To replace the Diet Coke habit, Goldin sought new ways to get herself excited about drinking water. She experimented in her kitchen with adding fruit. Friends raved about her tasty water and suggested she consider selling it in stores. She took a chance by asking a stocker at her local Whole Foods in San Francisco about how someone gets new product on the shelves — and he shared the necessary steps new beverage makers have to go through. When she followed those steps and Whole Foods then blew through her first ten cases of Hint Water in just two days, she knew she was on to something. Within six months she managed to increase production. Soon after Goldin got an in with Google to purchase Hint Water for its employee snack bars, and her success grew exponentially.

Great Entrepreneurs Solve Real Problems

“My goal was never to launch a beverage company,” Goldin says. She simply wanted to fix those health issues at first — and then bring that solution to the public in a socially conscious way. She points out that in the US, more than 40 percent of the population has Type II Diabetes, which is reversible through diet and exercise. “I was that entrepreneur who stepped off the track for a minute and said, ‘Wait, is ‘diet’ really better for me?’”
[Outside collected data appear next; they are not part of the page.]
use std::path::Path;
use std::sync::Arc;

use crate::auth::Session;
use crate::draft::{Confirm, DraftEditor, QuestionField};
use crate::gateway::{FileUpload, SurveyGateway};
use crate::routes::Route;
use crate::storage::KeyValueStore;
use crate::survey::{QuestionType, SurveyDefinition, SurveyDraft};

use super::{require_session, CommandError};

/// One question as described on the command line.
#[derive(Debug, Clone, Default)]
pub struct NewQuestion {
    pub text: String,
    pub question_type: QuestionType,
    pub required: bool,
    pub options: Vec<String>,
}

pub fn new_draft(
    store: Arc<dyn KeyValueStore>,
    title: &str,
    description: Option<&str>,
    allow_anonymous: bool,
) -> Result<SurveyDraft, CommandError> {
    let mut editor = DraftEditor::new(store);
    editor.set_title(title);
    if let Some(description) = description {
        editor.set_description(description);
    }
    editor.settings_mut().allow_anonymous = allow_anonymous;
    editor.save_draft()?;
    Ok(editor.draft().clone())
}

/// Appends a question to the saved draft. Explicit options replace the
/// seeded ones.
pub fn add_question(store: Arc<dyn KeyValueStore>, question: &NewQuestion) -> Result<usize, CommandError> {
    let mut editor = DraftEditor::restore(store);
    let index = editor.add_question();
    editor.update_question(index, QuestionField::Text(question.text.clone()))?;
    editor.update_question(index, QuestionField::Required(question.required))?;
    editor.change_question_type(index, question.question_type)?;

    if question.question_type.has_options() && !question.options.is_empty() {
        let existing = editor.draft().questions[index].options.len();
        for (slot, option) in question.options.iter().enumerate() {
            if slot >= existing {
                editor.add_option(index)?;
            }
            editor.update_option(index, slot, option)?;
        }
        for slot in (question.options.len()..existing).rev() {
            editor.remove_option(index, slot)?;
        }
    }
    editor.save_draft()?;
    Ok(index)
}

pub fn move_question(store: Arc<dyn KeyValueStore>, from: usize, to: usize) -> Result<usize, CommandError> {
    let mut editor = DraftEditor::restore(store);
    let landed = editor.move_question(from, to)?;
    editor.save_draft()?;
    Ok(landed)
}

pub fn remove_question(
    store: Arc<dyn KeyValueStore>,
    index: usize,
    confirm: &dyn Confirm,
) -> Result<bool, CommandError> {
    let mut editor = DraftEditor::restore(store);
    let removed = editor.remove_question(index, confirm)?;
    if removed {
        editor.save_draft()?;
    }
    Ok(removed)
}

pub fn clear(store: Arc<dyn KeyValueStore>) -> Result<(), CommandError> {
    DraftEditor::new(store).clear_draft()?;
    Ok(())
}

/// Plain listing of the saved draft.
pub fn show(store: Arc<dyn KeyValueStore>) -> String {
    let editor = DraftEditor::restore(store);
    let draft = editor.draft();
    let mut out = String::new();
    out.push_str(&format!("Назва: {}\n", draft.title));
    if !draft.description.is_empty() {
        out.push_str(&format!("Опис: {}\n", draft.description));
    }
    if draft.questions.is_empty() {
        out.push_str("Питань ще немає\n");
    }
    for (i, q) in draft.questions.iter().enumerate() {
        let marker = if q.required { " *" } else { "" };
        out.push_str(&format!(
            "{}. {}{} [{}]\n",
            i + 1,
            q.question_text,
            marker,
            q.question_type.label()
        ));
        for option in &q.options {
            out.push_str(&format!("   - {option}\n"));
        }
    }
    out
}

/// Validates and publishes the saved draft, attaching `cover` when given.
pub async fn submit<G>(
    gateway: &G,
    session: &Session,
    store: Arc<dyn KeyValueStore>,
    cover: Option<&Path>,
) -> Result<SurveyDefinition, CommandError>
where
    G: SurveyGateway + ?Sized,
{
    require_session(Route::CreateSurvey, session)?;
    let mut editor = DraftEditor::restore(store);
    if let Some(path) = cover {
        editor.select_cover(FileUpload::from_path(path)?)?;
    }
    Ok(editor.submit(gateway).await?)
}

#[cfg(test)]
mod tests {
    use super::{add_question, move_question, new_draft, show, submit, NewQuestion};
    use crate::commands::testing::gateway;
    use crate::commands::CommandError;
    use crate::draft::DraftError;
    use crate::storage::{KeyValueStore, MemoryStore};
    use crate::survey::QuestionType;
    use std::sync::Arc;

    fn store() -> Arc<dyn KeyValueStore> {
        Arc::new(MemoryStore::new())
    }

    #[test]
    fn questions_accumulate_in_the_saved_draft() {
        let store = store();
        new_draft(Arc::clone(&store), "Опитування", None, true).expect("new");
        add_question(
            Arc::clone(&store),
            &NewQuestion {
                text: "Ім'я".to_string(),
                required: true,
                ..NewQuestion::default()
            },
        )
        .expect("text");
        add_question(
            Arc::clone(&store),
            &NewQuestion {
                text: "Колір".to_string(),
                question_type: QuestionType::Radio,
                options: vec!["Синій".to_string(), "Жовтий".to_string(), "Зелений".to_string()],
                ..NewQuestion::default()
            },
        )
        .expect("radio");
        add_question(
            Arc::clone(&store),
            &NewQuestion {
                text: "Що ще?".to_string(),
                question_type: QuestionType::Checkbox,
                ..NewQuestion::default()
            },
        )
        .expect("checkbox");

        let listing = show(Arc::clone(&store));
        assert!(listing.contains("1. Ім'я * [Коротка відповідь]"));
        assert!(listing.contains("   - Зелений"));
        assert!(listing.contains("   - Варіант 2"));

        assert_eq!(move_question(Arc::clone(&store), 2, 0).expect("move"), 0);
        assert!(show(store).contains("1. Що ще? [Кілька варіантів]"));
    }

    #[test]
    fn explicit_options_replace_seeds() {
        let store = store();
        new_draft(Arc::clone(&store), "T", None, true).expect("new");
        add_question(
            Arc::clone(&store),
            &NewQuestion {
                text: "Так чи ні".to_string(),
                question_type: QuestionType::Radio,
                options: vec!["Так".to_string()],
                ..NewQuestion::default()
            },
        )
        .expect("radio");
        let listing = show(store);
        assert!(listing.contains("   - Так\n"));
        assert!(!listing.contains("Варіант"));
    }

    #[tokio::test]
    async fn invalid_draft_is_not_sent() {
        let store = store();
        new_draft(Arc::clone(&store), "", None, true).expect("new");
        let api = gateway("http://127.0.0.1:9", true);
        let err = submit(&api, api.session(), store, None).await.expect_err("invalid");
        assert!(matches!(err, CommandError::Draft(DraftError::MissingTitle)));
    }

    #[tokio::test]
    async fn publishing_requires_a_session() {
        let api = gateway("http://127.0.0.1:9", false);
        let err = submit(&api, api.session(), store(), None).await.expect_err("guest");
        assert!(matches!(err, CommandError::Unauthenticated(_)));
    }
}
The proof was in the doing for Goldin — after just two weeks of quitting diet soda, she lost 20 pounds, her acne disappeared, and her energy improved remarkably. Moreover, she birthed a fantastic business idea.

Think Bigger Than What Everyone Else is Doing

For Goldin, the whole point of being an entrepreneur is to solve the big problems that are otherwise being ignored. “I believe entrepreneurs are always the ones who will be able to create change and awareness and educate people to make the right changes — not just for ourselves, but for other people,” she says. Successful startups don’t try to recreate the wheel or improve on an existing success. She advises entrepreneurs to think big when they choose their problem to solve, because it increases the chances of becoming “a game-changing, disruptive company,” receiving funding, and acquiring customers to follow your vision.

She launched Hint Water with very little capital and manpower, and by setting annual goals, then monthly goals. “We thought if we could shift just ten percent of people away from soda over to our product, that would be a pretty big company,” she says. Her estimate proved correct. In 11 years Hint has “never had a down year. We’ve had 100 percent year-over-year growth for the last two years,” she says, which she attributes to a wider movement of “people wanting transparency in their food and their drinks.”

Stick with the “Pick and Shovel Work” Long Term

Great startups may thrive as much on experimentation as they do on solid plans, but Goldin advocates for what a mentor described to her as “pick and shovel work.” This means every time something great happens, companies should celebrate those wins while also realizing “there’s something else that is probably dropping that you need to go and get done.” This also applies when things don’t go your way. “Then you’ve got to figure out where you can put your pick in to keep chipping away and make it happen.”

Most importantly, Goldin feels that company executives should never lose sight of what it takes to run things at the most micro level. She says that while she isn’t the strongest candidate for sales, marketing, or operations, she knows “every single aspect of this company.” She advises that no matter how big a company gets, founders should be able to at least understand, if not do, all jobs within their company. “It’s really having that component of scrappiness,” she says, “so that if you ever have to go back to that, you can.”